• _Instructions to follow_:
Exactly as written, output each of the entries below.

• _Stored data_:
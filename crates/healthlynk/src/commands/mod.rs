pub mod chat;
pub mod classify;
pub mod export;
pub mod guidance;
pub mod history;
pub mod monitor;
pub mod settings;
pub mod version;

mod console;
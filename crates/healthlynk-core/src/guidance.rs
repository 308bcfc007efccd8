//! Home remedies and doctor referrals for the current symptom

use crate::types::{CurrentSymptom, Severity};
use serde::{Deserialize, Serialize};
use std::collections::HashMap;

#[derive(Debug, Clone, PartialEq, Eq, Serialize, Deserialize)]
pub struct Remedy {
    pub title: String,
    pub description: String,
    pub severity: Severity,
    pub steps: Vec<String>,
}

#[derive(Debug, Clone, PartialEq, Eq, Serialize, Deserialize)]
pub struct Doctor {
    pub name: String,
    pub specialty: String,
    pub distance: String,
    pub address: String,
    pub phone: String,
    pub availability: String,
}

/// What the sidebar shows for a symptom
#[derive(Debug, Clone, Copy, PartialEq, Eq)]
pub enum Guidance<'a> {
    HomeRemedy(&'a Remedy),
    SeeDoctor(&'a [Doctor]),
    /// Mild symptom with no remedy on file
    General,
}

#[derive(Debug, Clone)]
pub struct CareGuide {
    remedies: HashMap<String, Remedy>,
    doctors: Vec<Doctor>,
}

impl CareGuide {
    pub fn new(remedies: HashMap<String, Remedy>, doctors: Vec<Doctor>) -> Self {
        Self { remedies, doctors }
    }

    pub fn builtin() -> Self {
        let mut remedies = HashMap::new();
        remedies.insert(
            "headache".to_string(),
            remedy(
                "Headache Relief",
                "Natural remedies for mild headaches",
                &[
                    "Apply a cold or warm compress to your head for 10-15 minutes",
                    "Practice deep breathing and relaxation techniques",
                    "Stay hydrated by drinking plenty of water",
                    "Take a break from screens and bright lights",
                    "Try gentle neck and shoulder stretches",
                    "Consider over-the-counter pain relievers like acetaminophen or ibuprofen if necessary",
                ],
            ),
        );
        remedies.insert(
            "cough".to_string(),
            remedy(
                "Cough Management",
                "Home care for mild coughs",
                &[
                    "Stay hydrated with warm fluids like herbal tea with honey",
                    "Use a humidifier to add moisture to the air",
                    "Try honey (for adults and children over 1 year old)",
                    "Gargle with salt water to soothe a sore throat",
                    "Avoid irritants like smoke and strong fragrances",
                    "Rest and get plenty of sleep",
                ],
            ),
        );

        let doctors = vec![
            Doctor {
                name: "Dr. Sarah Johnson".to_string(),
                specialty: "General Practitioner".to_string(),
                distance: "2.3 miles".to_string(),
                address: "123 Health Street, Medical Center".to_string(),
                phone: "(555) 123-4567".to_string(),
                availability: "Available today".to_string(),
            },
            Doctor {
                name: "Dr. Michael Chen".to_string(),
                specialty: "Internal Medicine".to_string(),
                distance: "3.1 miles".to_string(),
                address: "456 Wellness Avenue, Suite 200".to_string(),
                phone: "(555) 987-6543".to_string(),
                availability: "Next available: Tomorrow".to_string(),
            },
        ];

        Self::new(remedies, doctors)
    }

    pub fn remedy(&self, condition: &str) -> Option<&Remedy> {
        self.remedies.get(condition)
    }

    pub fn doctors(&self) -> &[Doctor] {
        &self.doctors
    }

    /// Mild symptoms get a remedy when one exists; moderate and severe get doctors
    pub fn for_symptom(&self, symptom: &CurrentSymptom) -> Guidance<'_> {
        if symptom.severity.needs_doctor() {
            return Guidance::SeeDoctor(&self.doctors);
        }
        match self.remedies.get(&symptom.name) {
            Some(remedy) => Guidance::HomeRemedy(remedy),
            None => Guidance::General,
        }
    }
}

impl Default for CareGuide {
    fn default() -> Self {
        Self::builtin()
    }
}

fn remedy(title: &str, description: &str, steps: &[&str]) -> Remedy {
    Remedy {
        title: title.to_string(),
        description: description.to_string(),
        severity: Severity::Mild,
        steps: steps.iter().map(|s| s.to_string()).collect(),
    }
}

#[cfg(test)]
mod tests {
    use super::*;

    fn symptom(name: &str, severity: Severity) -> CurrentSymptom {
        CurrentSymptom {
            name: name.to_string(),
            severity,
        }
    }

    #[test]
    fn test_mild_headache_gets_remedy() {
        let guide = CareGuide::builtin();
        match guide.for_symptom(&symptom("headache", Severity::Mild)) {
            Guidance::HomeRemedy(r) => {
                assert_eq!(r.title, "Headache Relief");
                assert_eq!(r.steps.len(), 6);
            }
            other => panic!("Expected remedy, got {:?}", other),
        }
    }

    #[test]
    fn test_serious_symptoms_get_doctors() {
        let guide = CareGuide::builtin();
        for severity in [Severity::Moderate, Severity::Severe] {
            match guide.for_symptom(&symptom("fever", severity)) {
                Guidance::SeeDoctor(d) => assert_eq!(d.len(), 2),
                other => panic!("Expected doctors, got {:?}", other),
            }
        }
    }

    #[test]
    fn test_mild_without_remedy_is_general() {
        let guide = CareGuide::builtin();
        assert_eq!(
            guide.for_symptom(&symptom("sneezing", Severity::Mild)),
            Guidance::General
        );
    }
}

• _Result_:
filename crates/healthlynk/src/commands/mod.rs
pub mod chat;
pub mod classify;
pub mod export;
pub mod guidance;
pub mod history;
pub mod monitor;
pub mod settings;
pub mod version;

mod console;
filename crates/healthlynk-core/src/guidance.rs
repository 308bcfc007efccd8
//! Home remedies and doctor referrals for the current symptom

use crate::types::{CurrentSymptom, Severity};
use serde::{Deserialize, Serialize};
use std::collections::HashMap;

#[derive(Debug, Clone, PartialEq, Eq, Serialize, Deserialize)]
pub struct Remedy {
    pub title: String,
    pub description: String,
    pub severity: Severity,
    pub steps: Vec<String>,
}

#[derive(Debug, Clone, PartialEq, Eq, Serialize, Deserialize)]
pub struct Doctor {
    pub name: String,
    pub specialty: String,
    pub distance: String,
    pub address: String,
    pub phone: String,
    pub availability: String,
}

/// What the sidebar shows for a symptom
#[derive(Debug, Clone, Copy, PartialEq, Eq)]
pub enum Guidance<'a> {
    HomeRemedy(&'a Remedy),
    SeeDoctor(&'a [Doctor]),
    /// Mild symptom with no remedy on file
    General,
}

#[derive(Debug, Clone)]
pub struct CareGuide {
    remedies: HashMap<String, Remedy>,
    doctors: Vec<Doctor>,
}

impl CareGuide {
    pub fn new(remedies: HashMap<String, Remedy>, doctors: Vec<Doctor>) -> Self {
        Self { remedies, doctors }
    }

    pub fn builtin() -> Self {
        let mut remedies = HashMap::new();
        remedies.insert(
            "headache".to_string(),
            remedy(
                "Headache Relief",
                "Natural remedies for mild headaches",
                &[
                    "Apply a cold or warm compress to your head for 10-15 minutes",
                    "Practice deep breathing and relaxation techniques",
                    "Stay hydrated by drinking plenty of water",
                    "Take a break from screens and bright lights",
                    "Try gentle neck and shoulder stretches",
                    "Consider over-the-counter pain relievers like acetaminophen or ibuprofen if necessary",
                ],
            ),
        );
        remedies.insert(
            "cough".to_string(),
            remedy(
                "Cough Management",
                "Home care for mild coughs",
                &[
                    "Stay hydrated with warm fluids like herbal tea with honey",
                    "Use a humidifier to add moisture to the air",
                    "Try honey (for adults and children over 1 year old)",
                    "Gargle with salt water to soothe a sore throat",
                    "Avoid irritants like smoke and strong fragrances",
                    "Rest and get plenty of sleep",
                ],
            ),
        );

        let doctors = vec![
            Doctor {
                name: "Dr. Sarah Johnson".to_string(),
                specialty: "General Practitioner".to_string(),
                distance: "2.3 miles".to_string(),
                address: "123 Health Street, Medical Center".to_string(),
                phone: "(555) 123-4567".to_string(),
                availability: "Available today".to_string(),
            },
            Doctor {
                name: "Dr. Michael Chen".to_string(),
                specialty: "Internal Medicine".to_string(),
                distance: "3.1 miles".to_string(),
                address: "456 Wellness Avenue, Suite 200".to_string(),
                phone: "(555) 987-6543".to_string(),
                availability: "Next available: Tomorrow".to_string(),
            },
        ];

        Self::new(remedies, doctors)
    }

    pub fn remedy(&self, condition: &str) -> Option<&Remedy> {
        self.remedies.get(condition)
    }

    pub fn doctors(&self) -> &[Doctor] {
        &self.doctors
    }

    /// Mild symptoms get a remedy when one exists; moderate and severe get doctors
    pub fn for_symptom(&self, symptom: &CurrentSymptom) -> Guidance<'_> {
        if symptom.severity.needs_doctor() {
            return Guidance::SeeDoctor(&self.doctors);
        }
        match self.remedies.get(&symptom.name) {
            Some(remedy) => Guidance::HomeRemedy(remedy),
            None => Guidance::General,
        }
    }
}

impl Default for CareGuide {
    fn default() -> Self {
        Self::builtin()
    }
}

fn remedy(title: &str, description: &str, steps: &[&str]) -> Remedy {
    Remedy {
        title: title.to_string(),
        description: description.to_string(),
        severity: Severity::Mild,
        steps: steps.iter().map(|s| s.to_string()).collect(),
    }
}

#[cfg(test)]
mod tests {
    use super::*;

    fn symptom(name: &str, severity: Severity) -> CurrentSymptom {
        CurrentSymptom {
            name: name.to_string(),
            severity,
        }
    }

    #[test]
    fn test_mild_headache_gets_remedy() {
        let guide = CareGuide::builtin();
        match guide.for_symptom(&symptom("headache", Severity::Mild)) {
            Guidance::HomeRemedy(r) => {
                assert_eq!(r.title, "Headache Relief");
                assert_eq!(r.steps.len(), 6);
            }
            other => panic!("Expected remedy, got {:?}", other),
        }
    }

    #[test]
    fn test_serious_symptoms_get_doctors() {
        let guide = CareGuide::builtin();
        for severity in [Severity::Moderate, Severity::Severe] {
            match guide.for_symptom(&symptom("fever", severity)) {
                Guidance::SeeDoctor(d) => assert_eq!(d.len(), 2),
                other => panic!("Expected doctors, got {:?}", other),
            }
        }
    }

    #[test]
    fn test_mild_without_remedy_is_general() {
        let guide = CareGuide::builtin();
        assert_eq!(
            guide.for_symptom(&symptom("sneezing", Severity::Mild)),
            Guidance::General
        );
    }
}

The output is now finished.